Task details: Check each line of the entries below for the word "impl", and copy the lines that have it.

---- Data for review

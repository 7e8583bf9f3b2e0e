//! Process configuration, loaded once at startup and injected into the router.
//!
//! Sources, lowest to highest precedence:
//! - built-in defaults (see the `default_*` functions)
//! - `VEHICLE_CHECK_*` variables, e.g. `VEHICLE_CHECK_USE_TEST_ENDPOINT=true`
//! - the credential, taken verbatim from `DVLA_API_KEY` then `VEHICLE_CHECK_API_KEY`

use std::fmt;
use std::net::SocketAddr;

use figment::{
    Figment,
    providers::{Env, Serialized},
};
use serde::{Deserialize, Serialize};
use thiserror::Error as ThisError;
use url::Url;

pub const ENV_PREFIX: &str = "VEHICLE_CHECK_";
pub const LEGACY_API_KEY_VAR: &str = "DVLA_API_KEY";
pub const API_KEY_VAR: &str = "VEHICLE_CHECK_API_KEY";

pub const DVLA_PRODUCTION_URL: &str =
    "https://driver-vehicle-licensing.api.gov.uk/vehicle-enquiry/v1/vehicles";
pub const DVLA_TEST_URL: &str =
    "https://uat.driver-vehicle-licensing.api.gov.uk/vehicle-enquiry/v1/vehicles";

#[derive(Debug, ThisError)]
pub enum ConfigError {
    #[error("configuration error: {0}")]
    Figment(#[from] figment::Error),

    #[error("missing upstream API key; set DVLA_API_KEY or VEHICLE_CHECK_API_KEY")]
    MissingApiKey,
}

/// Upstream credential. Never rendered in logs or debug output.
#[derive(Clone, Deserialize, PartialEq, Eq)]
#[serde(transparent)]
pub struct ApiKey(String);

impl ApiKey {
    pub fn new(key: impl Into<String>) -> Self {
        Self(key.into())
    }

    pub fn expose(&self) -> &str {
        &self.0
    }

    fn is_blank(&self) -> bool {
        self.0.trim().is_empty()
    }
}

impl fmt::Debug for ApiKey {
    fn fmt(&self, f: &mut fmt::Formatter<'_>) -> fmt::Result {
        f.write_str("ApiKey(<redacted>)")
    }
}

#[derive(Debug, Clone, Deserialize)]
pub struct Config {
    /// Sent upstream as `x-api-key`.
    pub api_key: ApiKey,

    /// Route lookups to the DVLA UAT environment instead of production.
    #[serde(default)]
    pub use_test_endpoint: bool,

    #[serde(default = "default_production_url")]
    pub production_url: Url,

    #[serde(default = "default_test_url")]
    pub test_url: Url,

    #[serde(default = "default_listen_addr")]
    pub listen_addr: SocketAddr,

    #[serde(default = "default_loglevel")]
    pub loglevel: String,

    /// Optional outbound proxy for the upstream client.
    #[serde(default)]
    pub proxy: Option<Url>,

    /// Max inbound request body, in bytes.
    #[serde(default = "default_body_limit")]
    pub body_limit: usize,
}

fn default_production_url() -> Url {
    Url::parse(DVLA_PRODUCTION_URL).expect("valid built-in production URL")
}

fn default_test_url() -> Url {
    Url::parse(DVLA_TEST_URL).expect("valid built-in test URL")
}

fn default_listen_addr() -> SocketAddr {
    SocketAddr::from(([0, 0, 0, 0], 8000))
}

fn default_loglevel() -> String {
    "info".to_string()
}

fn default_body_limit() -> usize {
    16 * 1024
}

/// Defaults for every field except the credential, which has none.
#[derive(Serialize)]
struct Defaults {
    use_test_endpoint: bool,
    production_url: Url,
    test_url: Url,
    listen_addr: SocketAddr,
    loglevel: String,
    body_limit: usize,
}

impl Default for Defaults {
    fn default() -> Self {
        Self {
            use_test_endpoint: false,
            production_url: default_production_url(),
            test_url: default_test_url(),
            listen_addr: default_listen_addr(),
            loglevel: default_loglevel(),
            body_limit: default_body_limit(),
        }
    }
}

impl Config {
    /// Build a config with defaults and the given credential.
    pub fn with_api_key(api_key: impl Into<String>) -> Self {
        let d = Defaults::default();
        Self {
            api_key: ApiKey::new(api_key),
            use_test_endpoint: d.use_test_endpoint,
            production_url: d.production_url,
            test_url: d.test_url,
            listen_addr: d.listen_addr,
            loglevel: d.loglevel,
            proxy: None,
            body_limit: d.body_limit,
        }
    }

    /// The figment the process reads its configuration from.
    ///
    /// The credential is merged as the raw variable text so that keys which
    /// look like numbers, booleans or arrays stay opaque strings.
    pub fn figment() -> Figment {
        let mut figment = Figment::from(Serialized::defaults(Defaults::default()))
            .merge(Env::prefixed(ENV_PREFIX).ignore(&["api_key"]));
        for var in [LEGACY_API_KEY_VAR, API_KEY_VAR] {
            if let Some(key) = Env::var(var) {
                figment = figment.merge(Serialized::default("api_key", key));
            }
        }
        figment
    }

    pub fn from_env() -> Result<Self, ConfigError> {
        Self::from_figment(Self::figment())
    }

    pub fn from_figment(figment: Figment) -> Result<Self, ConfigError> {
        if !figment.contains("api_key") {
            return Err(ConfigError::MissingApiKey);
        }
        let cfg: Config = figment.extract()?;
        if cfg.api_key.is_blank() {
            return Err(ConfigError::MissingApiKey);
        }
        Ok(cfg)
    }

    /// Base URL selected by `use_test_endpoint`.
    pub fn upstream_url(&self) -> &Url {
        if self.use_test_endpoint {
            &self.test_url
        } else {
            &self.production_url
        }
    }
}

--------

Answer box:
impl ApiKey {
    pub fn new(key: impl Into<String>) -> Self {
impl fmt::Debug for ApiKey {
impl Default for Defaults {
impl Config {
    pub fn with_api_key(api_key: impl Into<String>) -> Self {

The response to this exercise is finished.